[Collected data entries]
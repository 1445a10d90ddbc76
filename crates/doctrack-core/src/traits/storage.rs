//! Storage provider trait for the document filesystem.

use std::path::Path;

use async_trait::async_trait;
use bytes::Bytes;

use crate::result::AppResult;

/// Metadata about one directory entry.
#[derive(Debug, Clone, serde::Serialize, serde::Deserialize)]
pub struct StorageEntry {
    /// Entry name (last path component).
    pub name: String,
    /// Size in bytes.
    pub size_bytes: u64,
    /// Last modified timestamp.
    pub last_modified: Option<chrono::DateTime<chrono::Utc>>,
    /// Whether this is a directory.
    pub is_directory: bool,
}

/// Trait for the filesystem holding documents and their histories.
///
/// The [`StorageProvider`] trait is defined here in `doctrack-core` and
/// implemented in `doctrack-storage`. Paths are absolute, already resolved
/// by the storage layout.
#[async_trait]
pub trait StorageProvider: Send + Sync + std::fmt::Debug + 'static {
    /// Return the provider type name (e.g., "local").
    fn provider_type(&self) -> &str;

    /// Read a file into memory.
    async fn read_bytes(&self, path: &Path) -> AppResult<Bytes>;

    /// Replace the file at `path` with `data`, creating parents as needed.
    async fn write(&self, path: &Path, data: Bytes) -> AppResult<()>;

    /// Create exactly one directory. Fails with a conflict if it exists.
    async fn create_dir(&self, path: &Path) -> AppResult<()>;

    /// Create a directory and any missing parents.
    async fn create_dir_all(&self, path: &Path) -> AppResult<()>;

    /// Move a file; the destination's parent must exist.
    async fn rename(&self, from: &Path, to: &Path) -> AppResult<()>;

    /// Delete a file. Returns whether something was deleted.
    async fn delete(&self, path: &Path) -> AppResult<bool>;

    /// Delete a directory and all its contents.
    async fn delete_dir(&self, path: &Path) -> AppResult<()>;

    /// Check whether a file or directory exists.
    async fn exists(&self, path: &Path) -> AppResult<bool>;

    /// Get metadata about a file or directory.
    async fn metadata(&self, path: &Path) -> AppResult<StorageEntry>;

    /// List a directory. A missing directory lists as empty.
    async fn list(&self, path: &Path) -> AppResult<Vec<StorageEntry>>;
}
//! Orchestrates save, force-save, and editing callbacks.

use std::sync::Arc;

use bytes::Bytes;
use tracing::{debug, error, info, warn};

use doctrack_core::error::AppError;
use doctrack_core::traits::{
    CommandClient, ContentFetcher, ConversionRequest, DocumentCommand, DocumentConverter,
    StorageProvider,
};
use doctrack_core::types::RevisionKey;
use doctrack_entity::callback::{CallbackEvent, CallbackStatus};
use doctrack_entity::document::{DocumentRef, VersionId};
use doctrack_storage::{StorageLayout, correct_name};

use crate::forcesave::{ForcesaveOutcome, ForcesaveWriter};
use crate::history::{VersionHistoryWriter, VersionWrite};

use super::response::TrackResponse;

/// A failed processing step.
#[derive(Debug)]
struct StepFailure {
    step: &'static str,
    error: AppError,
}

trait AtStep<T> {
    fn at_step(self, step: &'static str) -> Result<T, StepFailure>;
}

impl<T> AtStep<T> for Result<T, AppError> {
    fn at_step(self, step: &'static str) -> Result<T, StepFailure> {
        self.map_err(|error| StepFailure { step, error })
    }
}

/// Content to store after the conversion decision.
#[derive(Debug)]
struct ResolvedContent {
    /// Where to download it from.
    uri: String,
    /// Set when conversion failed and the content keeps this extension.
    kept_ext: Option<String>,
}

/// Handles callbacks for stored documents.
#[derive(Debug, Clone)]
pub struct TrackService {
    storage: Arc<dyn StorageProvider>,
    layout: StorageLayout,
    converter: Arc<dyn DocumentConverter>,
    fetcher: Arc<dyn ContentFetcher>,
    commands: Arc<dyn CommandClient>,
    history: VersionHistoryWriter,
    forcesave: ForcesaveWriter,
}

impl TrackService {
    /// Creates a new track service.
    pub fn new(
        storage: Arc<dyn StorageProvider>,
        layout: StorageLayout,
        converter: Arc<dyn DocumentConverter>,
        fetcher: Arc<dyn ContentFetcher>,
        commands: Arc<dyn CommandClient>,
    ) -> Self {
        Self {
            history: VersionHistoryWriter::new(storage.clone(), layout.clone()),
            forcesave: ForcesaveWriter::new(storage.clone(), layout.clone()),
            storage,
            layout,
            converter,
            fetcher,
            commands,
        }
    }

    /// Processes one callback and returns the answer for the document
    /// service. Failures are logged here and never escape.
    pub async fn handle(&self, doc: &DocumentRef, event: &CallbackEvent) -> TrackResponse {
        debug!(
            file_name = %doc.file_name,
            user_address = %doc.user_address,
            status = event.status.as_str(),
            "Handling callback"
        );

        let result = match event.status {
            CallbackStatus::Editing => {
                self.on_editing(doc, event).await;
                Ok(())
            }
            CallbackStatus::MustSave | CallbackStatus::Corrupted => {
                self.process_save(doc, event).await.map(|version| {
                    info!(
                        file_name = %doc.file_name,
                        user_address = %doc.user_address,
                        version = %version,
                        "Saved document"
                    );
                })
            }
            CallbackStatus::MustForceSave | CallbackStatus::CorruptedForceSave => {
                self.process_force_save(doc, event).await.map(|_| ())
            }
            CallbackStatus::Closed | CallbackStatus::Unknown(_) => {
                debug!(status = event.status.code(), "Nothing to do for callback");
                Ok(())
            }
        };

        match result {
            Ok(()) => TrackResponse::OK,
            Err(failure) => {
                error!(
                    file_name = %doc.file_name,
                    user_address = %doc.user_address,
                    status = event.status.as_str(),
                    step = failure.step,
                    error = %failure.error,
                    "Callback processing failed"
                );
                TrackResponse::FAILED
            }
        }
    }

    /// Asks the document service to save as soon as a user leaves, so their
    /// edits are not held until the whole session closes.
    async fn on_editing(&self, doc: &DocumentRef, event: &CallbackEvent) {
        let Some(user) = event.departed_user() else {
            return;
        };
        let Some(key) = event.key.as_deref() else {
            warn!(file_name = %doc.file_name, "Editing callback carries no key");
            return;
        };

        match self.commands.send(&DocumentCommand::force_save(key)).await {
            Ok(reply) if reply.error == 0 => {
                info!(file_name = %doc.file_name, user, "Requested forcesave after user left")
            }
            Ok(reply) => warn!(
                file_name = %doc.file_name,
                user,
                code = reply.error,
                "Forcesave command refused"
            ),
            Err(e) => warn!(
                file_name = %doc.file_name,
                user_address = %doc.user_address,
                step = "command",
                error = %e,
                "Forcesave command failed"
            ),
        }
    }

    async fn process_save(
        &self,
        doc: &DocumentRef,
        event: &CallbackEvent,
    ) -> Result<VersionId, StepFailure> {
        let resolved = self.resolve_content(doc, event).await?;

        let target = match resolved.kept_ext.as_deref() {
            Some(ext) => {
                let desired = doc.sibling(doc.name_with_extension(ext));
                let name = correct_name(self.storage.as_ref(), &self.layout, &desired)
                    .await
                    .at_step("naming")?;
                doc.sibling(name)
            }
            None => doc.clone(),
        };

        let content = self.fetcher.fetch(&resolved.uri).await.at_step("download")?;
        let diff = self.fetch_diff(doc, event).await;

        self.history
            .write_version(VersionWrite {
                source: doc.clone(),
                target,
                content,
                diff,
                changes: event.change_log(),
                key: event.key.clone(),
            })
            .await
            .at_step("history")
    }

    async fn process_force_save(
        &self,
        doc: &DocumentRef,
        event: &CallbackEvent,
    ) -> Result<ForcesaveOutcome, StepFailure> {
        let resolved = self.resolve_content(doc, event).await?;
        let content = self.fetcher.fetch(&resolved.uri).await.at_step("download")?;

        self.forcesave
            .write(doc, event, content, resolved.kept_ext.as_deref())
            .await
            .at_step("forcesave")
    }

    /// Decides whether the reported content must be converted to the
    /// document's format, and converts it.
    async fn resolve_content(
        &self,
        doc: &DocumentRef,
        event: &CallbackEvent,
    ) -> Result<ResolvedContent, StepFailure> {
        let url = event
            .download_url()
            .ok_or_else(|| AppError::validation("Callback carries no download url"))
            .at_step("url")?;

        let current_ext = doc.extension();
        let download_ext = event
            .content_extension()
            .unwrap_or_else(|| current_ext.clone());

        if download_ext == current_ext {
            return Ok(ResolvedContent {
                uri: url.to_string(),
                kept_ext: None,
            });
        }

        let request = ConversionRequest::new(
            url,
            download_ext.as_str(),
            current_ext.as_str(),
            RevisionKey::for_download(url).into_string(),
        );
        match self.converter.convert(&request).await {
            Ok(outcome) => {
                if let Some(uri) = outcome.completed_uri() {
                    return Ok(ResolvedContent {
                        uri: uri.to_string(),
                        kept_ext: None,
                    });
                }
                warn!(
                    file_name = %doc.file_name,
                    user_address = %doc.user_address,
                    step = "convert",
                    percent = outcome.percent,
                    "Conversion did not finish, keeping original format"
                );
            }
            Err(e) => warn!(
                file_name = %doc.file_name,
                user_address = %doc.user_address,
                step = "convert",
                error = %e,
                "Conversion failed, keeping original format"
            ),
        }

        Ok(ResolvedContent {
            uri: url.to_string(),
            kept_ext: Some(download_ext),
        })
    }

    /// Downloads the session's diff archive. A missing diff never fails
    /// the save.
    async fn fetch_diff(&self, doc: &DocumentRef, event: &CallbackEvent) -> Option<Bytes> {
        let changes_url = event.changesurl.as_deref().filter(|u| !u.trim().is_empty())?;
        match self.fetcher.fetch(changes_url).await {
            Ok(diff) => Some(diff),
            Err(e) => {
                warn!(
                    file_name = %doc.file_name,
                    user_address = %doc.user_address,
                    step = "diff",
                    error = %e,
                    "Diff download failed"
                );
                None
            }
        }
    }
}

_WORK INSTRUCTION_: Reproduce every line in the data that has the word "CallbackEvent" in it.

_ANSWER_:
use doctrack_entity::callback::{CallbackEvent, CallbackStatus};
    pub async fn handle(&self, doc: &DocumentRef, event: &CallbackEvent) -> TrackResponse {
    async fn on_editing(&self, doc: &DocumentRef, event: &CallbackEvent) {
        event: &CallbackEvent,
        event: &CallbackEvent,
        event: &CallbackEvent,
    async fn fetch_diff(&self, doc: &DocumentRef, event: &CallbackEvent) -> Option<Bytes> {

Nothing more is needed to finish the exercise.